BE KIND to yourself
The feelings and emotions felt when we lose someone are am li ed distan e and the andemi es e iall at hristmas a time for famil and lo ed ones writes
Sean* spoke his final words to his mum through an iPad. He’s not sure how they landed. She didn’t reply. Covid’s border and travel restrictions meant he couldn’t travel to Ireland to see her before she died. He watched her tiny funeral via livestream.
“In normal times I would have had time to get there and see her while she was still quite well. I feel ripped off, and bad I wasn’t there for her,” he said.
Sean is typical of many who will carry their long-distance grief into Christmas this year.
Losing someone close is difficult at any time, but when the ending is thwarted, when people can’t own a piece of it – like travelling to see a loved one, holding their hand in their final days, giving them a fitting funeral or tangi – the emotional wounds can run deeper.
Like most therapists, I have heard plenty of stories like Sean’s this year, of families desperate to be with a dying loved one, or to share their grief, but held back by pandemic restrictions. There has been a lot of frustration, anger, bitterness and resentment. Sadness, helplessness and guilt are also common.
How grief plays out
There is no blueprint for dealing with grief. Swiss-American psychiatrist Elisabeth KublerRoss suggested people go through five stages when a loved one dies: denial, anger, bargaining, depression and acceptance.
But while such roadmaps can help, grief can’t be neatly packaged. Responses can depend on a person’s resilience, support systems and current stress levels.
Sudden death has particular challenges because of the shock factor. There’s no time to say goodbye.
The relationship you had with the person you have lost can be a significant influence. It is commonly believed the closer you were, the more the loss will hurt.
However, a poor or damaged relationship can trigger huge grief because the chance to mend fences (or get an apology) is gone.
The symptoms of grief look a lot like mild-tomoderate depression – tears, anger, fatigue, sleep problems, anxiety, appetite and weight changes, and feeling flat, unmotivated and lost.
The first rush of emotion can be overwhelming but some people shut down. They are just not ready to grieve at the time.
I have had many clients in therapy say “I never dealt with the death of my dad/mum/brother”. Years later, the tears will flow.
Most symptoms will ease in time but, when left to fester, grief can morph into depression. It can also return in waves, catching you off guard.

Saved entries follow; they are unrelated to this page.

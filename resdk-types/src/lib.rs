//! Identifier types for the Resolwe client layer.
//!
//! Every remote resource is addressable either by its numeric id or by its
//! human readable slug. This crate defines:
//! - [`ResourceId`]: the server-assigned numeric identifier
//! - [`Identifier`]: a caller supplied reference that is one or the other

mod ids;

pub use ids::{Identifier, ResourceId};

/// Result type alias using the crate's error type.
pub type Result<T> = std::result::Result<T, Error>;

/// Errors that can occur when parsing identifiers.
#[derive(Debug, thiserror::Error)]
pub enum Error {
    #[error("invalid resource id: {0}")]
    InvalidId(#[from] std::num::ParseIntError),

    #[error("malformed identifier: {0:?}")]
    MalformedIdentifier(String),
}
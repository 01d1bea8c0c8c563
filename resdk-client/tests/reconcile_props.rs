mod common;

use common::{mock_client, relation_record};
use proptest::collection::btree_set;
use proptest::prelude::*;
use std::collections::BTreeSet;

fn runtime() -> tokio::runtime::Runtime {
    tokio::runtime::Builder::new_current_thread()
        .enable_all()
        .build()
        .unwrap()
}

proptest! {
    #![proptest_config(ProptestConfig::with_cases(64))]

    #[test]
    fn reconcile_converges_and_settles(
        current in btree_set(1u64..30, 0..8),
        desired in btree_set(1u64..30, 0..8),
    ) {
        let (resolwe, transport) = mock_client();
        let entities: Vec<(u64, Option<&str>)> = current.iter().map(|&id| (id, None)).collect();
        transport.insert("relation", relation_record(10, "group", 1, None, &entities));
        let desired_ids: Vec<u64> = desired.iter().copied().collect();

        let (converged, second_diff) = runtime().block_on(async {
            let mut relation = resolwe.relation().get(10u64).await.unwrap();
            resolwe
                .reconcile_relation(&mut relation, &desired_ids, &[], None)
                .await
                .unwrap();

            let mut refetched = resolwe.relation().get(10u64).await.unwrap();
            let converged: BTreeSet<u64> =
                refetched.entity_ids().into_iter().map(|id| id.get()).collect();
            let second = resolwe
                .reconcile_relation(&mut refetched, &desired_ids, &[], None)
                .await
                .unwrap();
            (converged, second)
        });

        prop_assert_eq!(converged, desired);
        prop_assert!(second_diff.is_empty());
    }
}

Reminders, such as a birthday or anniversary, a milestone such as getting married or having a baby, a familiar song, or seeing other families together, can trigger unexpected emotion. Christmas can be one of those times.
It is normal to struggle emotionally with loss. It is helpful to be aware of, and able to name, what you’re feeling, and to have healthy ways of expressing them.
Here are some tips to help you through the holiday season.
It’s OK to hurt
Grief isn’t about “getting over” or “dealing with” loss. It’s about making space for it, learning to live alongside it. It will be hard at certain times and that’s OK. There are no rules: The third anniversary doesn’t have to be better than the first.
Mark your loved one’s presence
Have them with you in a small way. A special Christmas decoration, make their favourite food, play music they enjoyed, go to a place that was special to them. It can be an easy way to express your feelings.
New traditions are OK, and can be better
Often the loss of a loved one means a change in family traditions. It’s not disrespectful to create new ways of doing things. It may be helpful to make a change that is more relevant to your life today.
Family is not always the best support
You need support, but be mindful about who you choose. Your whānau may be lost in their own grief, or there may be conflict between you. Avoid isolating yourself, seek comfort from those who are best placed to help and, if family relationships are strained, keep boundaries around them.
You are allowed to have fun
Losing someone doesn’t have to be all suffering. It is OK, and healthy, to have fun, alongside your grief. And, if you had a good relationship with the person you have lost, that is what they would want for you.
Say what you need to say now
Acknowledge others’ grief when you know it is tough for them. And, if you are with people you love this holiday season, say the things you need or want to say. Be warm. Express love. Mend fences, if you need to. Say what is in your heart while your people are there to hear you.
*Name and identifying details have been changed. Karen Nimmo is a clinical psychologist based in Wellington
Losing someone doesn’t have to be all suffering. It is OK, and healthy, to have fun.